§ ASSIGNMENT
Your task is to quote the listing below exactly, beginning with its first line and ending on the line bearing "Read a TOML".

=== Begin Enclosure ===

//! Server configuration loaded from TOML.

use std::net::{IpAddr, SocketAddr};
use std::path::Path;
use std::time::Duration;

use csrca_certgen::IssuanceRequest;
use serde::{Deserialize, Serialize};
use time::OffsetDateTime;

use crate::error::ServerError;

/// Top-level configuration.
#[derive(Debug, Clone, Default, Serialize, Deserialize)]
pub struct Config {
    #[serde(default)]
    pub server: ServerConfig,
    #[serde(default)]
    pub authority: AuthorityConfig,
}

impl Config {
    /// Read a TOML file, or return the defaults when `path` is `None`.
    pub fn load(path: Option<&Path>) -> Result<Self, ServerError> {
        let Some(path) = path else {
            return Ok(Self::default());
        };
        let text = std::fs::read_to_string(path).map_err(|e| {
            ServerError::Config(format!("failed to read {}: {e}", path.display()))
        })?;
        toml::from_str(&text)
            .map_err(|e| ServerError::Config(format!("failed to parse {}: {e}", path.display())))
    }
}

/// Listener and request handling settings.
#[derive(Debug, Clone, Serialize, Deserialize)]
pub struct ServerConfig {
    #[serde(default = "default_bind")]
    pub bind: String,
    #[serde(default = "default_port")]
    pub port: u16,
    #[serde(default = "default_log_level")]
    pub log_level: String,
    /// Largest accepted request body.
    #[serde(default = "default_max_body_bytes")]
    pub max_body_bytes: usize,
    #[serde(default = "default_request_timeout_secs")]
    pub request_timeout_secs: u64,
}

impl ServerConfig {
    pub fn listen_addr(&self) -> Result<SocketAddr, ServerError> {
        let ip: IpAddr = self
            .bind
            .parse()
            .map_err(|e| ServerError::Config(format!("invalid bind address {:?}: {e}", self.bind)))?;
        Ok(SocketAddr::new(ip, self.port))
    }

    pub fn request_timeout(&self) -> Duration {
        Duration::from_secs(self.request_timeout_secs)
    }
}

impl Default for ServerConfig {
    fn default() -> Self {
        Self {
            bind: default_bind(),
            port: default_port(),
            log_level: default_log_level(),
            max_body_bytes: default_max_body_bytes(),
            request_timeout_secs: default_request_timeout_secs(),
        }
    }
}

/// Root authority minted at startup.
#[derive(Debug, Clone, Serialize, Deserialize)]
pub struct AuthorityConfig {
    #[serde(default = "default_organization")]
    pub organization: String,
    /// Comma-separated hostnames and IP literals.
    #[serde(default = "default_hosts")]
    pub hosts: String,
    #[serde(default = "default_validity_days")]
    pub validity_days: u32,
}

impl AuthorityConfig {
    /// Issuance request for a root valid from `now`.
    pub fn issuance_request(&self, now: OffsetDateTime) -> Result<IssuanceRequest, ServerError> {
        let valid_until = now
            .checked_add(time::Duration::days(i64::from(self.validity_days)))
            .ok_or_else(|| {
                ServerError::Config(format!(
                    "validity_days {} is out of range",
                    self.validity_days
                ))
            })?;
        Ok(IssuanceRequest {
            hosts: self.hosts.clone(),
            organization: self.organization.clone(),
            valid_from: now,
            valid_until,
            is_ca: true,
        })
    }
}

impl Default for AuthorityConfig {
    fn default() -> Self {
        Self {
            organization: default_organization(),
            hosts: default_hosts(),
            validity_days: default_validity_days(),
        }
    }
}

fn default_bind() -> String {
    "0.0.0.0".to_string()
}

fn default_port() -> u16 {
    8881
}

fn default_log_level() -> String {
    "info".to_string()
}

fn default_max_body_bytes() -> usize {
    16 * 1024 // 16 KiB
}

fn default_request_timeout_secs() -> u64 {
    10
}

fn default_organization() -> String {
    "Blind Faith Inc".to_string()
}

fn default_hosts() -> String {
    "localhost,127.0.0.1".to_string()
}

fn default_validity_days() -> u32 {
    365
}
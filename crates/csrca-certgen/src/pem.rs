//! PEM framing for signing requests and certificates.

use rustls::pki_types::{CertificateDer, CertificateSigningRequestDer};
use rustls_pemfile::Item;

use crate::error::CertgenError;

/// Decode the first PEM block in `pem` as a certificate signing request.
///
/// Text before the first block is skipped. The first block must carry the
/// `CERTIFICATE REQUEST` label.
pub fn decode_csr(pem: &[u8]) -> Result<CertificateSigningRequestDer<'static>, CertgenError> {
    match first_item(pem)? {
        Item::Csr(der) => Ok(der),
        other => Err(CertgenError::MalformedInput(format!(
            "expected CERTIFICATE REQUEST block, found {}",
            item_label(&other)
        ))),
    }
}

/// Decode the first PEM block in `pem` as an X.509 certificate.
pub fn decode_certificate(pem: &[u8]) -> Result<CertificateDer<'static>, CertgenError> {
    match first_item(pem)? {
        Item::X509Certificate(der) => Ok(der),
        other => Err(CertgenError::MalformedInput(format!(
            "expected CERTIFICATE block, found {}",
            item_label(&other)
        ))),
    }
}

fn first_item(pem: &[u8]) -> Result<Item, CertgenError> {
    let mut reader = std::io::BufReader::new(pem);
    rustls_pemfile::read_one(&mut reader)
        .map_err(|e| CertgenError::MalformedInput(format!("failed to decode PEM: {e}")))?
        .ok_or_else(|| CertgenError::MalformedInput("no PEM block found".to_string()))
}

fn item_label(item: &Item) -> &'static str {
    match item {
        Item::X509Certificate(_) => "CERTIFICATE",
        Item::Csr(_) => "CERTIFICATE REQUEST",
        Item::Crl(_) => "X509 CRL",
        Item::Pkcs1Key(_) => "RSA PRIVATE KEY",
        Item::Pkcs8Key(_) => "PRIVATE KEY",
        Item::Sec1Key(_) => "EC PRIVATE KEY",
        _ => "unsupported block",
    }
}
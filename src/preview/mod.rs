//! Preview jobs and the orchestration of a multi-day run

pub mod job;
pub mod orchestrator;

pub use job::{JobHandle, PreviewJob};
pub use orchestrator::PreviewTaskManager;
//! A single preview job
//!
//! One job covers one time window: `create` submits it to `preview/create`, then
//! `get_result` polls `preview/get` at a fixed interval until the job has succeeded.
//! There is no retry beyond that poll loop; any other failure is returned to the caller.

use std::str::FromStr;
use std::time::Duration;

use serde_json::{json, Value};
use tokio::time::Instant;
use tokio_util::sync::CancellationToken;
use tracing::info;

use crate::client::{Params, PreviewApi, PREVIEW_CREATE, PREVIEW_GET};
use crate::error::AppErrors as Error;
use crate::model::{PreviewStatus, TimeInterval};

/// Metrics requested for every preview
pub const PREVIEW_PARAMETERS: &str = "interaction.id,targetVol,hour";

pub const DEFAULT_POLL_INTERVAL: Duration = Duration::from_secs(30);

/// A job the remote API has accepted
#[derive(Debug, Clone, PartialEq, Eq)]
pub struct JobHandle {
    pub id: String,
    created_at: Instant,
}

#[derive(Debug)]
enum JobState {
    Uncreated,
    Submitted(JobHandle),
}

#[derive(Debug)]
pub struct PreviewJob {
    interval: TimeInterval,
    stream_hash: String,
    poll_interval: Duration,
    max_wait: Option<Duration>,
    cancel: CancellationToken,
    state: JobState,
}

impl PreviewJob {
    #[must_use]
    pub fn new(interval: TimeInterval, stream_hash: impl Into<String>) -> Self {
        Self {
            interval,
            stream_hash: stream_hash.into(),
            poll_interval: DEFAULT_POLL_INTERVAL,
            max_wait: None,
            cancel: CancellationToken::new(),
            state: JobState::Uncreated,
        }
    }

    /// Time slept between status polls
    #[must_use]
    pub fn with_poll_interval(mut self, poll_interval: Duration) -> Self {
        self.poll_interval = poll_interval;
        self
    }

    /// Give up with `DeadlineExceeded` once the job has been pending this long.
    /// `None` polls until the job finishes.
    #[must_use]
    pub fn with_max_wait(mut self, max_wait: Option<Duration>) -> Self {
        self.max_wait = max_wait;
        self
    }

    /// Stop polling with `Cancelled` when `cancel` fires.
    #[must_use]
    pub fn with_cancellation(mut self, cancel: CancellationToken) -> Self {
        self.cancel = cancel;
        self
    }

    #[must_use]
    pub fn interval(&self) -> &TimeInterval {
        &self.interval
    }

    #[must_use]
    pub fn handle(&self) -> Option<&JobHandle> {
        match &self.state {
            JobState::Uncreated => None,
            JobState::Submitted(handle) => Some(handle),
        }
    }

    fn create_params(&self) -> Params {
        let mut params = Params::new();
        params.insert("start".to_string(), json!(self.interval.start_epoch()));
        params.insert("end".to_string(), json!(self.interval.end_epoch()));
        params.insert("parameters".to_string(), json!(PREVIEW_PARAMETERS));
        params.insert("hash".to_string(), json!(self.stream_hash));
        params
    }

    /// Submit the job and record the id the API assigns to it.
    ///
    /// # Errors
    /// Will return any error from the api call, or `MissingField` if the response
    /// carries no job id.
    #[tracing::instrument(name = "Create preview", skip_all, fields(start = %self.interval.start, end = %self.interval.end))]
    pub async fn create<A>(&mut self, api: &A) -> Result<JobHandle, Error>
    where
        A: PreviewApi + ?Sized,
    {
        let params = self.create_params();
        info!(parameters = ?params, "Creating preview");

        let response = api.call(PREVIEW_CREATE, &params).await?;
        log_rate_limit(api);
        info!(response = %response, "Create preview response");

        let id = response
            .get("id")
            .and_then(Value::as_str)
            .ok_or(Error::MissingField("id"))?
            .to_string();

        let handle = JobHandle {
            id,
            created_at: Instant::now(),
        };
        self.state = JobState::Submitted(handle.clone());
        Ok(handle)
    }

    /// Poll until the job succeeds and return the full final response.
    ///
    /// # Errors
    /// Will return `JobNotCreated` without calling the api if `create` has not succeeded,
    /// `UnknownStatus` for a status outside the known set, `Cancelled` or
    /// `DeadlineExceeded` if polling is cut short, and any error from the api call.
    #[tracing::instrument(name = "Get preview result", skip_all)]
    pub async fn get_result<A>(&self, api: &A) -> Result<Value, Error>
    where
        A: PreviewApi + ?Sized,
    {
        let JobState::Submitted(handle) = &self.state else {
            return Err(Error::JobNotCreated);
        };

        let mut params = Params::new();
        params.insert("id".to_string(), json!(handle.id));

        loop {
            let response = api.call(PREVIEW_GET, &params).await?;
            log_rate_limit(api);

            let status = response
                .get("status")
                .and_then(Value::as_str)
                .and_then(|s| PreviewStatus::from_str(s).ok());

            match status {
                Some(PreviewStatus::Succeeded) => return Ok(response),
                Some(PreviewStatus::Running) => {
                    info!(
                        job_id = %handle.id,
                        progress = ?response.get("progress"),
                        "Preview task running"
                    );
                }
                Some(status) => info!(job_id = %handle.id, %status, "Preview task status"),
                None => return Err(Error::UnknownStatus(response)),
            }

            if let Some(max_wait) = self.max_wait {
                let next_poll = handle.created_at.elapsed().checked_add(self.poll_interval);
                if next_poll.map_or(true, |next| next > max_wait) {
                    return Err(Error::DeadlineExceeded(max_wait));
                }
            }

            info!(
                "Waiting {} seconds before retrying",
                self.poll_interval.as_secs_f64()
            );
            tokio::select! {
                () = self.cancel.cancelled() => return Err(Error::Cancelled),
                () = tokio::time::sleep(self.poll_interval) => {}
            }
        }
    }
}

fn log_rate_limit<A: PreviewApi + ?Sized>(api: &A) {
    info!(
        limit = ?api.rate_limit(),
        remaining = ?api.rate_limit_remaining(),
        "Rate limit"
    );
}

#[cfg(test)]
mod test {
    use chrono::{TimeZone, Utc};
    use serde_json::json;

    use super::*;
    use crate::tests::test::{
        complete_response, created_response, in_progress_response, MockPreviewApi,
    };

    fn create_job(stream_hash: &str) -> PreviewJob {
        let start = Utc.with_ymd_and_hms(2013, 3, 1, 0, 0, 0).unwrap();
        let end = Utc.with_ymd_and_hms(2013, 3, 1, 1, 0, 0).unwrap();
        PreviewJob::new(TimeInterval::new(start, end), stream_hash)
            .with_poll_interval(Duration::from_millis(1))
    }

    #[tokio::test]
    async fn create_calls_preview_create_with_epoch_bounds() {
        let api = MockPreviewApi::new(vec![Ok(created_response())]);
        let mut job = create_job("asdfasdf");

        let handle = job.create(&api).await.unwrap();
        assert_eq!(handle.id, "d48077141e6cf6c71c01");

        assert_eq!(
            api.calls(),
            vec![(
                PREVIEW_CREATE.to_string(),
                json!({
                    "start": 1_362_096_000,
                    "end": 1_362_099_600,
                    "hash": "asdfasdf",
                    "parameters": "interaction.id,targetVol,hour",
                })
            )]
        );
    }

    #[tokio::test]
    async fn get_result_before_create_fails_without_calling_api() {
        let api = MockPreviewApi::new(vec![]);
        let job = create_job("sadgnjkwer");

        assert!(matches!(
            job.get_result(&api).await,
            Err(Error::JobNotCreated)
        ));
        assert!(api.calls().is_empty());
    }

    #[tokio::test]
    async fn get_result_polls_until_succeeded() {
        let api = MockPreviewApi::new(vec![
            Ok(created_response()),
            Ok(in_progress_response()),
            Ok(json!({"status": "queued", "id": "d48077141e6cf6c71c01"})),
            Ok(complete_response()),
        ]);
        let mut job = create_job("asdfasdf");

        job.create(&api).await.unwrap();
        let result = job.get_result(&api).await.unwrap();

        // The final result returned is the complete preview response
        assert_eq!(result, complete_response());

        let expected = (
            PREVIEW_GET.to_string(),
            json!({"id": "d48077141e6cf6c71c01"}),
        );
        assert_eq!(api.calls()[1..].to_vec(), vec![expected; 3]);
    }

    #[tokio::test]
    async fn unknown_status_fails_with_full_response() {
        let failed = json!({"id": "d48077141e6cf6c71c01", "status": "failed"});
        let api = MockPreviewApi::new(vec![Ok(created_response()), Ok(failed.clone())]);
        let mut job = create_job("asdfasdf");

        job.create(&api).await.unwrap();
        match job.get_result(&api).await {
            Err(Error::UnknownStatus(response)) => assert_eq!(response, failed),
            other => panic!("expected UnknownStatus, got {other:?}"),
        }
        assert_eq!(api.calls().len(), 2);
    }

    #[tokio::test]
    async fn missing_status_is_unknown() {
        let api = MockPreviewApi::new(vec![Ok(created_response()), Ok(json!({"id": "x"}))]);
        let mut job = create_job("asdfasdf");

        job.create(&api).await.unwrap();
        assert!(matches!(
            job.get_result(&api).await,
            Err(Error::UnknownStatus(_))
        ));
    }

    #[tokio::test]
    async fn create_without_id_fails() {
        let api = MockPreviewApi::new(vec![Ok(json!({"created_at": 1_364_487_833}))]);
        let mut job = create_job("asdfasdf");

        assert!(matches!(
            job.create(&api).await,
            Err(Error::MissingField("id"))
        ));
        assert!(job.handle().is_none());
    }

    #[tokio::test]
    async fn transport_errors_propagate() {
        let api = MockPreviewApi::new(vec![
            Ok(created_response()),
            Err(Error::ReqwestError("connection reset".to_string())),
        ]);
        let mut job = create_job("asdfasdf");

        job.create(&api).await.unwrap();
        assert!(matches!(
            job.get_result(&api).await,
            Err(Error::ReqwestError(_))
        ));
    }

    #[tokio::test]
    async fn cancellation_stops_polling() {
        let api = MockPreviewApi::new(vec![Ok(created_response()), Ok(in_progress_response())]);
        let cancel = CancellationToken::new();
        let mut job = create_job("asdfasdf")
            .with_poll_interval(Duration::from_secs(3_600))
            .with_cancellation(cancel.clone());

        job.create(&api).await.unwrap();
        cancel.cancel();

        assert!(matches!(job.get_result(&api).await, Err(Error::Cancelled)));
        assert_eq!(api.calls().len(), 2);
    }

    #[tokio::test]
    async fn max_wait_bounds_polling() {
        let api = MockPreviewApi::new(vec![Ok(created_response()), Ok(in_progress_response())]);
        let mut job = create_job("asdfasdf")
            .with_poll_interval(Duration::from_secs(60))
            .with_max_wait(Some(Duration::from_secs(30)));

        job.create(&api).await.unwrap();

        assert!(matches!(
            job.get_result(&api).await,
            Err(Error::DeadlineExceeded(d)) if d == Duration::from_secs(30)
        ));
        assert_eq!(api.calls().len(), 2);
    }

    #[tokio::test(start_paused = true)]
    async fn huge_poll_interval_hits_deadline_instead_of_overflowing() {
        let api = MockPreviewApi::new(vec![Ok(created_response()), Ok(in_progress_response())]);
        let mut job = create_job("asdfasdf")
            .with_poll_interval(Duration::from_secs(u64::MAX))
            .with_max_wait(Some(Duration::from_secs(10)));

        job.create(&api).await.unwrap();
        tokio::time::advance(Duration::from_millis(1_100)).await;

        assert!(matches!(
            job.get_result(&api).await,
            Err(Error::DeadlineExceeded(d)) if d == Duration::from_secs(10)
        ));
        assert_eq!(api.calls().len(), 2);
    }
}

=== End Enclosure ===

§ COMPLETED EXERCISE
//! Server configuration loaded from TOML.

use std::net::{IpAddr, SocketAddr};
use std::path::Path;
use std::time::Duration;

use csrca_certgen::IssuanceRequest;
use serde::{Deserialize, Serialize};
use time::OffsetDateTime;

use crate::error::ServerError;

/// Top-level configuration.
#[derive(Debug, Clone, Default, Serialize, Deserialize)]
pub struct Config {
    #[serde(default)]
    pub server: ServerConfig,
    #[serde(default)]
    pub authority: AuthorityConfig,
}

impl Config {
    /// Read a TOML file, or return the defaults when `path` is `None`.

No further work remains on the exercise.